The researchers assessed the performance of plasma p-tau217, p-tau181, p-tau231, N-terminal tau, glial fibrillary acidic protein, and neurofilament light chain to classify participants by amyloid-beta status (defined by amyloid-PET or CSF) and stage of tau accumulation (defined by tau PET).

Of the six blood-based markers, plasma p-tau217 was most strongly associated with amyloid-beta positivity, with an area under the receiver operating characteristic curve (AUC) of 0.94 (95% CI 0.90-0.97) in the test set.

Plasma p-tau217 values were classified into three categories — normal, “gray zone,” and abnormal — with the gray zone defined by the cut points 0.159 ng/L and 0.219 ng/L. Using the two cut-point approach to assess participants with ambiguous p-tau217 values led to an overall sensitivity of 0.94 (95% CI 0.90-0.98) and a specificity of 0.86 (95% CI 0.77-0.95).

When plasma biomarkers were evaluated to differentiate low/intermediate tau versus high tau among amyloid-positive participants, p-tau217 again performed best with an AUC of 0.92 (95% CI 0.86-0.97).

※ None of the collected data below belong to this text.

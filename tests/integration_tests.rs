use std::path::Path;

use assert_cmd::Command;
use predicates::prelude::*;
use tempfile::TempDir;

/// Test utilities for video processing
mod test_utils {
    use super::*;

    /// Create a test video with hard cuts at 2 s and 7 s using FFmpeg
    pub fn create_cut_video(output_path: &Path) -> bool {
        let filter = "color=c=red:s=320x240:r=25:d=2[a];\
                      testsrc=s=320x240:r=25:d=5[b];\
                      color=c=blue:s=320x240:r=25:d=3[c];\
                      [a][b][c]concat=n=3:v=1:a=0[v]";
        let status = std::process::Command::new("ffmpeg")
            .args(["-hide_banner", "-loglevel", "error", "-y"])
            .args(["-filter_complex", filter, "-map", "[v]"])
            .args(["-c:v", "libx264", "-g", "50", "-pix_fmt", "yuv420p"])
            .arg(output_path)
            .status();
        matches!(status, Ok(s) if s.success())
    }

    pub fn pershot(dir: &TempDir) -> Command {
        let mut cmd = Command::cargo_bin("pershot").unwrap();
        cmd.current_dir(dir.path()).env_remove("RUST_LOG");
        cmd
    }
}

use test_utils::*;

#[test]
fn test_help_lists_commands() {
    let dir = TempDir::new().unwrap();
    pershot(&dir)
        .arg("--help")
        .assert()
        .success()
        .stdout(predicate::str::contains("encode"))
        .stdout(predicate::str::contains("plan"))
        .stdout(predicate::str::contains("evaluate"));
}

#[test]
fn test_unsupported_extension_is_rejected() {
    let dir = TempDir::new().unwrap();
    let input = dir.path().join("clip.webm");
    std::fs::write(&input, b"not a video").unwrap();

    pershot(&dir)
        .args(["encode"])
        .arg(&input)
        .arg(dir.path().join("out.mp4"))
        .assert()
        .failure()
        .stderr(predicate::str::contains("unsupported input"));
}

#[test]
fn test_missing_input_fails_with_cause() {
    let dir = TempDir::new().unwrap();

    pershot(&dir)
        .args(["encode", "missing.mp4", "out.mp4"])
        .assert()
        .failure()
        .stderr(predicate::str::contains("Input file not found"));
}

#[test]
fn test_out_of_range_crf_is_rejected() {
    let dir = TempDir::new().unwrap();

    pershot(&dir)
        .args(["encode", "in.mp4", "out.mp4", "--base-crf", "80"])
        .assert()
        .failure()
        .stderr(predicate::str::contains("--base-crf"));
}

#[test]
fn test_resolution_requires_single_pass() {
    let dir = TempDir::new().unwrap();

    pershot(&dir)
        .args(["encode", "in.mp4", "out.mp4", "--resolution", "640x360"])
        .assert()
        .failure();
}

#[test]
fn test_invalid_config_file_is_reported() {
    let dir = TempDir::new().unwrap();
    let input = dir.path().join("in.mp4");
    std::fs::write(&input, b"placeholder").unwrap();
    let config = dir.path().join("broken.toml");
    std::fs::write(&config, "[pool]\nworkers = 0\n").unwrap();

    pershot(&dir)
        .arg("--config")
        .arg(&config)
        .arg("encode")
        .arg(&input)
        .arg(dir.path().join("out.mp4"))
        .assert()
        .failure()
        .stderr(predicate::str::contains("pool.workers"));
}

#[test]
fn test_environment_override_is_validated() {
    let dir = TempDir::new().unwrap();
    let input = dir.path().join("in.mp4");
    std::fs::write(&input, b"placeholder").unwrap();

    pershot(&dir)
        .env("PERSHOT_WORKERS", "many")
        .arg("plan")
        .arg(&input)
        .assert()
        .failure()
        .stderr(predicate::str::contains("PERSHOT_WORKERS"));
}

#[test]
#[ignore = "requires ffmpeg and ffprobe on PATH"]
fn test_encode_three_shot_video() {
    let dir = TempDir::new().unwrap();
    let input = dir.path().join("cuts.mp4");
    assert!(create_cut_video(&input), "ffmpeg could not create the test video");
    let output = dir.path().join("encoded.mp4");
    let report = dir.path().join("run.json");

    pershot(&dir)
        .arg("encode")
        .arg(&input)
        .arg(&output)
        .arg("--report")
        .arg(&report)
        .assert()
        .success()
        .stdout(predicate::str::contains("Aggregate: PSNR"));

    let json: serde_json::Value =
        serde_json::from_str(&std::fs::read_to_string(&report).unwrap()).unwrap();
    assert_eq!(json["shots"].as_array().unwrap().len(), 3);
    assert_eq!(json["quality"]["per_shot"].as_array().unwrap().len(), 3);
    assert_eq!(json["output_info"]["frame_count"], 250);
}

At a false-negative rate less than 10%, plasma p-tau217 could avoid 56.9% of tau-PET scans needed to identify high tau PET among amyloid beta-positive participants, Hansson and co-authors suggested. The findings were validated in an independent cohort of 118 people.

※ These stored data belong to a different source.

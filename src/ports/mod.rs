// Ports - Interface definitions for the external collaborators

use std::fmt;
use std::path::{Path, PathBuf};
use std::time::Duration;

use async_trait::async_trait;

use crate::domain::model::*;
use crate::engine::cancel::CancellationToken;
use crate::error::PerShotResult;

/// Port for media file probing
#[async_trait]
pub trait MediaProbe: Send + Sync {
    /// Probe a media file and describe its primary video stream
    async fn probe(&self, path: &Path) -> PerShotResult<SourceVideo>;

    /// Count decoded video frames exactly
    async fn count_frames(&self, path: &Path) -> PerShotResult<u64>;

    /// Presentation time of the first video frame, in seconds
    async fn start_time(&self, path: &Path) -> PerShotResult<f64>;
}

/// Port for the scene boundary provider
#[async_trait]
pub trait SceneDetector: Send + Sync {
    /// Ordered cut points plus the per-frame activity signal, if any
    async fn detect(
        &self,
        source: &SourceVideo,
        cancel: &CancellationToken,
    ) -> PerShotResult<DetectionResult>;
}

/// Port for the external encode/extract/concat transform
#[async_trait]
pub trait Transcoder: Send + Sync {
    /// Run one transform to completion, timeout or cancellation
    async fn run(
        &self,
        request: &TransformRequest,
        cancel: &CancellationToken,
    ) -> Result<TransformOutput, TransformFailure>;
}

/// Port for objective fidelity metrics
#[async_trait]
pub trait QualityMeter: Send + Sync {
    /// Per-frame PSNR and SSIM of `distorted` against `reference`
    async fn measure(
        &self,
        reference: &Path,
        distorted: &Path,
        work_dir: &Path,
        cancel: &CancellationToken,
    ) -> PerShotResult<FrameMetrics>;
}

/// Per-frame metric series, index = frame number
#[derive(Debug, Clone, Default, PartialEq)]
pub struct FrameMetrics {
    pub psnr: Vec<f64>,
    pub ssim: Vec<f64>,
}

impl FrameMetrics {
    pub fn frames(&self) -> usize {
        self.psnr.len().min(self.ssim.len())
    }
}

/// Stream properties an encoded clip must keep
#[derive(Debug, Clone, PartialEq)]
pub struct EncodeTarget {
    pub frame_rate: f64,
    pub pixel_format: Option<String>,
    pub has_audio: bool,
    /// Only set by single-pass mode
    pub scale: Option<(u32, u32)>,
}

impl EncodeTarget {
    pub fn from_source(source: &SourceVideo) -> Self {
        Self {
            frame_rate: source.frame_rate,
            pixel_format: source.pixel_format.clone(),
            has_audio: source.has_audio,
            scale: None,
        }
    }
}

/// One external transform invocation
#[derive(Debug, Clone, PartialEq)]
pub enum TransformRequest {
    /// Keyframe-aligned stream copy of `[start, start + duration)`; keeps source timestamps
    CopyChunk {
        input: PathBuf,
        start: f64,
        duration: f64,
        output: PathBuf,
    },
    /// Decode-forward trim to a lossless intermediate
    Trim {
        input: PathBuf,
        offset: f64,
        duration: f64,
        has_audio: bool,
        output: PathBuf,
    },
    /// Encode with the given parameters, optionally over a range of the input
    Encode {
        input: PathBuf,
        range: Option<(f64, f64)>,
        params: EncodeParameters,
        target: EncodeTarget,
        output: PathBuf,
    },
    /// Stream-copy concatenation of an ffconcat list
    Concat { list: PathBuf, output: PathBuf },
}

impl TransformRequest {
    pub fn kind(&self) -> &'static str {
        match self {
            TransformRequest::CopyChunk { .. } => "copy_chunk",
            TransformRequest::Trim { .. } => "trim",
            TransformRequest::Encode { .. } => "encode",
            TransformRequest::Concat { .. } => "concat",
        }
    }

    pub fn output(&self) -> &Path {
        match self {
            TransformRequest::CopyChunk { output, .. }
            | TransformRequest::Trim { output, .. }
            | TransformRequest::Encode { output, .. }
            | TransformRequest::Concat { output, .. } => output,
        }
    }
}

/// Successful transform result
#[derive(Debug, Clone, PartialEq)]
pub struct TransformOutput {
    pub output: PathBuf,
    pub elapsed: Duration,
}

/// Typed transform failure. Callers must match on it.
#[derive(Debug, Clone, PartialEq)]
pub enum TransformFailure {
    /// The process could not be started
    Launch(String),
    TimedOut(Duration),
    /// Non-zero exit with the tail of its diagnostics
    Exited { code: Option<i32>, stderr: String },
    Cancelled,
}

impl TransformFailure {
    /// Launch/resource problems only; content errors are never transient
    pub fn is_transient(&self) -> bool {
        matches!(self, TransformFailure::Launch(_))
    }
}

impl fmt::Display for TransformFailure {
    fn fmt(&self, f: &mut fmt::Formatter<'_>) -> fmt::Result {
        match self {
            TransformFailure::Launch(msg) => write!(f, "failed to launch: {}", msg),
            TransformFailure::TimedOut(after) => write!(f, "timed out after {}s", after.as_secs()),
            TransformFailure::Exited { code, stderr } => match code {
                Some(code) => write!(f, "exited with code {}: {}", code, stderr.trim()),
                None => write!(f, "terminated by signal: {}", stderr.trim()),
            },
            TransformFailure::Cancelled => write!(f, "cancelled"),
        }
    }
}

BioFINDER2 participants were consecutively recruited patients from Swedish memory clinics, and study results may not apply to primary care or more ethnically diverse populations, the researchers acknowledged.

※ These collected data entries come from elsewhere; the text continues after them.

//! Per-shot quality heuristic
//!
//! Short, busy shots get a lower CRF (viewers fixate on action); long, calm
//! shots tolerate a higher one. The result is always inside the configured
//! bounds and depends only on `(duration, complexity, config)`.

use std::collections::BTreeMap;

use serde::{Deserialize, Serialize};
use tracing::debug;

use crate::domain::model::{EncodeParameters, Preset, ShotDescriptor};
use crate::error::{PerShotError, PerShotResult};

/// Tuning knobs for the heuristic
#[derive(Debug, Clone, PartialEq, Serialize, Deserialize)]
#[serde(default)]
pub struct HeuristicConfig {
    /// CRF before duration/complexity adjustments
    pub base_crf: f64,
    pub min_crf: f64,
    pub max_crf: f64,
    /// Shots longer than this get `medium_offset`
    pub medium_shot_secs: f64,
    /// Shots longer than this get `long_offset`
    pub long_shot_secs: f64,
    pub short_offset: f64,
    pub medium_offset: f64,
    pub long_offset: f64,
    /// CRF points between complexity 0 and complexity 1
    pub complexity_weight: f64,
    pub preset: Preset,
    /// Passed to the encoder as `-key value`
    pub extra_flags: BTreeMap<String, String>,
}

impl Default for HeuristicConfig {
    fn default() -> Self {
        Self {
            base_crf: 23.0,
            min_crf: 18.0,
            max_crf: 35.0,
            medium_shot_secs: 5.0,
            long_shot_secs: 10.0,
            short_offset: -2.0,
            medium_offset: 2.0,
            long_offset: 4.0,
            complexity_weight: 6.0,
            preset: Preset::Medium,
            extra_flags: BTreeMap::new(),
        }
    }
}

impl HeuristicConfig {
    /// Check bounds and tiers against the codec's valid CRF range
    pub fn validate(&self, codec: &str) -> PerShotResult<()> {
        let (lo, hi) = codec_crf_range(codec);
        let invalid = |message: String| Err(PerShotError::Config { message });

        for (name, value) in [
            ("base_crf", self.base_crf),
            ("min_crf", self.min_crf),
            ("max_crf", self.max_crf),
        ] {
            if !value.is_finite() || value < lo || value > hi {
                return invalid(format!(
                    "{} = {} is outside the {} range [{}, {}]",
                    name, value, codec, lo, hi
                ));
            }
        }
        if self.min_crf > self.max_crf {
            return invalid(format!(
                "min_crf ({}) must not exceed max_crf ({})",
                self.min_crf, self.max_crf
            ));
        }
        if !(self.medium_shot_secs > 0.0 && self.long_shot_secs > self.medium_shot_secs) {
            return invalid(format!(
                "shot tiers must satisfy 0 < medium_shot_secs ({}) < long_shot_secs ({})",
                self.medium_shot_secs, self.long_shot_secs
            ));
        }
        if !(self.short_offset <= self.medium_offset && self.medium_offset <= self.long_offset) {
            return invalid("duration offsets must be non-decreasing (short <= medium <= long)".to_string());
        }
        if !self.complexity_weight.is_finite() || self.complexity_weight < 0.0 {
            return invalid(format!(
                "complexity_weight must be a non-negative number, got {}",
                self.complexity_weight
            ));
        }
        Ok(())
    }
}

/// Valid CRF range for a codec name
pub fn codec_crf_range(codec: &str) -> (f64, f64) {
    match codec {
        "libaom-av1" | "libsvtav1" | "libvpx-vp9" => (0.0, 63.0),
        _ => (0.0, 51.0),
    }
}

/// Maps shot descriptors to encode parameters
#[derive(Debug, Clone)]
pub struct CrfHeuristic {
    config: HeuristicConfig,
}

impl CrfHeuristic {
    pub fn new(config: HeuristicConfig) -> Self {
        Self { config }
    }

    /// Parameters for a planned shot
    pub fn params_for(&self, shot: &ShotDescriptor) -> EncodeParameters {
        let params = compute_params(shot.duration, shot.complexity, &self.config);
        debug!(
            "Shot {} ({:.2}s, complexity {:.3}) -> CRF {} preset {}",
            shot.index, shot.duration, shot.complexity, params.quality_param, params.preset
        );
        params
    }

    /// Parameters for a whole-file encode: base CRF, no adjustments
    pub fn base_params(&self) -> EncodeParameters {
        EncodeParameters {
            quality_param: clamp_crf(self.config.base_crf, &self.config),
            preset: self.config.preset,
            extra_flags: self.config.extra_flags.clone(),
        }
    }
}

/// Pure heuristic: `f(duration, complexity) -> EncodeParameters`
pub fn compute_params(duration: f64, complexity: f64, config: &HeuristicConfig) -> EncodeParameters {
    let raw = config.base_crf + duration_offset(duration, config) + complexity_offset(complexity, config);
    EncodeParameters {
        quality_param: clamp_crf(raw, config),
        preset: config.preset,
        extra_flags: config.extra_flags.clone(),
    }
}

fn duration_offset(duration: f64, config: &HeuristicConfig) -> f64 {
    if duration.is_nan() {
        return config.short_offset;
    }
    if duration > config.long_shot_secs {
        config.long_offset
    } else if duration > config.medium_shot_secs {
        config.medium_offset
    } else {
        config.short_offset
    }
}

fn complexity_offset(complexity: f64, config: &HeuristicConfig) -> f64 {
    let c = if complexity.is_finite() {
        complexity.clamp(0.0, 1.0)
    } else {
        0.5
    };
    config.complexity_weight * (0.5 - c)
}

// Rounding before clamping keeps the output on a 0.1 grid and inside the bounds.
fn clamp_crf(raw: f64, config: &HeuristicConfig) -> f64 {
    let rounded = (raw * 10.0).round() / 10.0;
    rounded.max(config.min_crf).min(config.max_crf)
}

  • Judy George covers neurology and neuroscience news for MedPage Today, writing about brain aging, Alzheimer’s, dementia, MS, rare diseases, epilepsy, autism, headache, stroke, Parkinson’s, ALS, concussion, CTE, sleep, pain, and more. Follow

Disclosures

Work at the authors’ research center was supported by the Alzheimer’s Association, the Swedish Research Council, and numerous other groups.

Hansson reported research support for the institution from ADx, AVID Radiopharmaceuticals, Biogen, Eli Lilly, Eisai, Fujirebio, GE Healthcare, Pfizer, and Roche, and consultancy/speaker fees from AC Immune, Amylyx, ALZpath, BioArctic, Biogen, Cerveau, Eisai, Eli Lilly, Fujirebio, Merck, Novartis, Novo Nordisk, Roche, Sanofi, and Siemens, outside the submitted work. Co-authors reported relationships with industry and non-profit groups.

Schindler has served on scientific advisory boards for Eisai. She reported relationships with the Barnes-Jewish Hospital Foundation, the National Institute on Aging, the Alzheimer’s Association, the Greater Missouri Alzheimer’s Association, and several universities.

Primary Source

JAMA Neurology

Source Reference: Mattsson-Carlgren N, et al “Plasma biomarker strategy for selecting patients with Alzheimer disease for anti-amyloid immunotherapies” JAMA Neurol 2023; DOI: 10.1001/jamaneurol.2023.4596.